## [How to complete this task]
This exercise asks for every record to be output again exactly.

Records for this task Start Marker

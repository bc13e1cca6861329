use parquet::basic::Repetition;

use crate::schema::{GroupNode, SchemaNode};
use crate::value::{ColumnCell, ValueError};

/// Value placed in one slot of a [`Record`]
#[derive(Debug, Clone, PartialEq)]
pub enum FieldValue<'a> {
    /// Leaf cell
    Cell(ColumnCell),
    /// Nested group instance
    Group(Record<'a>),
}

/// One instance of a group: a value list per child ordinal.
///
/// Borrows the schema node it instantiates, so records cannot outlive the
/// schema they were assembled against.
#[derive(Debug, Clone, PartialEq)]
pub struct Record<'a> {
    node: &'a GroupNode,
    slots: Vec<Vec<FieldValue<'a>>>,
}

impl<'a> Record<'a> {
    /// Empty instance of `node`
    pub fn new(node: &'a GroupNode) -> Self {
        Self {
            node,
            slots: vec![Vec::new(); node.children.len()],
        }
    }

    /// Group this record instantiates
    pub fn node(&self) -> &'a GroupNode {
        self.node
    }

    /// Values added for the child at `ordinal`
    pub fn values(&self, ordinal: usize) -> &[FieldValue<'a>] {
        self.slots.get(ordinal).map(Vec::as_slice).unwrap_or(&[])
    }

    /// True when no child has a value
    pub fn is_empty(&self) -> bool {
        self.slots.iter().all(Vec::is_empty)
    }

    /// Append a leaf cell for the child at `ordinal`
    pub fn add_cell(&mut self, ordinal: usize, cell: ColumnCell) -> Result<(), ValueError> {
        match self.child(ordinal)? {
            SchemaNode::Primitive(_) => self.push(ordinal, FieldValue::Cell(cell)),
            SchemaNode::Group(group) => Err(ValueError::ShapeMismatch {
                column: group.path.clone(),
            }),
        }
    }

    /// Append a group instance for the child at `ordinal`
    pub fn add_group(&mut self, ordinal: usize, record: Record<'a>) -> Result<(), ValueError> {
        match self.child(ordinal)? {
            SchemaNode::Group(group) if std::ptr::eq(group, record.node) => {
                self.push(ordinal, FieldValue::Group(record))
            }
            other => Err(ValueError::ShapeMismatch {
                column: other.path().to_string(),
            }),
        }
    }

    /// Ordinal of the child called `name`
    pub fn ordinal(&self, name: &str) -> Result<usize, ValueError> {
        self.node.child_index(name).ok_or_else(|| ValueError::UnknownField {
            group: self.node.display_path().to_string(),
            field: name.to_string(),
        })
    }

    fn child(&self, ordinal: usize) -> Result<&'a SchemaNode, ValueError> {
        self.node.children.get(ordinal).ok_or_else(|| ValueError::UnknownField {
            group: self.node.display_path().to_string(),
            field: format!("#{}", ordinal),
        })
    }

    fn push(&mut self, ordinal: usize, value: FieldValue<'a>) -> Result<(), ValueError> {
        let child = self.child(ordinal)?;
        let slot = &mut self.slots[ordinal];
        if child.repetition() != Repetition::REPEATED && !slot.is_empty() {
            return Err(ValueError::AlreadySet {
                column: child.path().to_string(),
            });
        }
        slot.push(value);
        Ok(())
    }
}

Records for this task End Marker

## [Answer to this exercise]
repository bc13e1cca6861329
use parquet::basic::Repetition;

use crate::schema::{GroupNode, SchemaNode};
use crate::value::{ColumnCell, ValueError};

/// Value placed in one slot of a [`Record`]
#[derive(Debug, Clone, PartialEq)]
pub enum FieldValue<'a> {
    /// Leaf cell
    Cell(ColumnCell),
    /// Nested group instance
    Group(Record<'a>),
}

/// One instance of a group: a value list per child ordinal.
///
/// Borrows the schema node it instantiates, so records cannot outlive the
/// schema they were assembled against.
#[derive(Debug, Clone, PartialEq)]
pub struct Record<'a> {
    node: &'a GroupNode,
    slots: Vec<Vec<FieldValue<'a>>>,
}

impl<'a> Record<'a> {
    /// Empty instance of `node`
    pub fn new(node: &'a GroupNode) -> Self {
        Self {
            node,
            slots: vec![Vec::new(); node.children.len()],
        }
    }

    /// Group this record instantiates
    pub fn node(&self) -> &'a GroupNode {
        self.node
    }

    /// Values added for the child at `ordinal`
    pub fn values(&self, ordinal: usize) -> &[FieldValue<'a>] {
        self.slots.get(ordinal).map(Vec::as_slice).unwrap_or(&[])
    }

    /// True when no child has a value
    pub fn is_empty(&self) -> bool {
        self.slots.iter().all(Vec::is_empty)
    }

    /// Append a leaf cell for the child at `ordinal`
    pub fn add_cell(&mut self, ordinal: usize, cell: ColumnCell) -> Result<(), ValueError> {
        match self.child(ordinal)? {
            SchemaNode::Primitive(_) => self.push(ordinal, FieldValue::Cell(cell)),
            SchemaNode::Group(group) => Err(ValueError::ShapeMismatch {
                column: group.path.clone(),
            }),
        }
    }

    /// Append a group instance for the child at `ordinal`
    pub fn add_group(&mut self, ordinal: usize, record: Record<'a>) -> Result<(), ValueError> {
        match self.child(ordinal)? {
            SchemaNode::Group(group) if std::ptr::eq(group, record.node) => {
                self.push(ordinal, FieldValue::Group(record))
            }
            other => Err(ValueError::ShapeMismatch {
                column: other.path().to_string(),
            }),
        }
    }

    /// Ordinal of the child called `name`
    pub fn ordinal(&self, name: &str) -> Result<usize, ValueError> {
        self.node.child_index(name).ok_or_else(|| ValueError::UnknownField {
            group: self.node.display_path().to_string(),
            field: name.to_string(),
        })
    }

    fn child(&self, ordinal: usize) -> Result<&'a SchemaNode, ValueError> {
        self.node.children.get(ordinal).ok_or_else(|| ValueError::UnknownField {
            group: self.node.display_path().to_string(),
            field: format!("#{}", ordinal),
        })
    }

    fn push(&mut self, ordinal: usize, value: FieldValue<'a>) -> Result<(), ValueError> {
        let child = self.child(ordinal)?;
        let slot = &mut self.slots[ordinal];
        if child.repetition() != Repetition::REPEATED && !slot.is_empty() {
            return Err(ValueError::AlreadySet {
                column: child.path().to_string(),
            });
        }
        slot.push(value);
        Ok(())
    }
}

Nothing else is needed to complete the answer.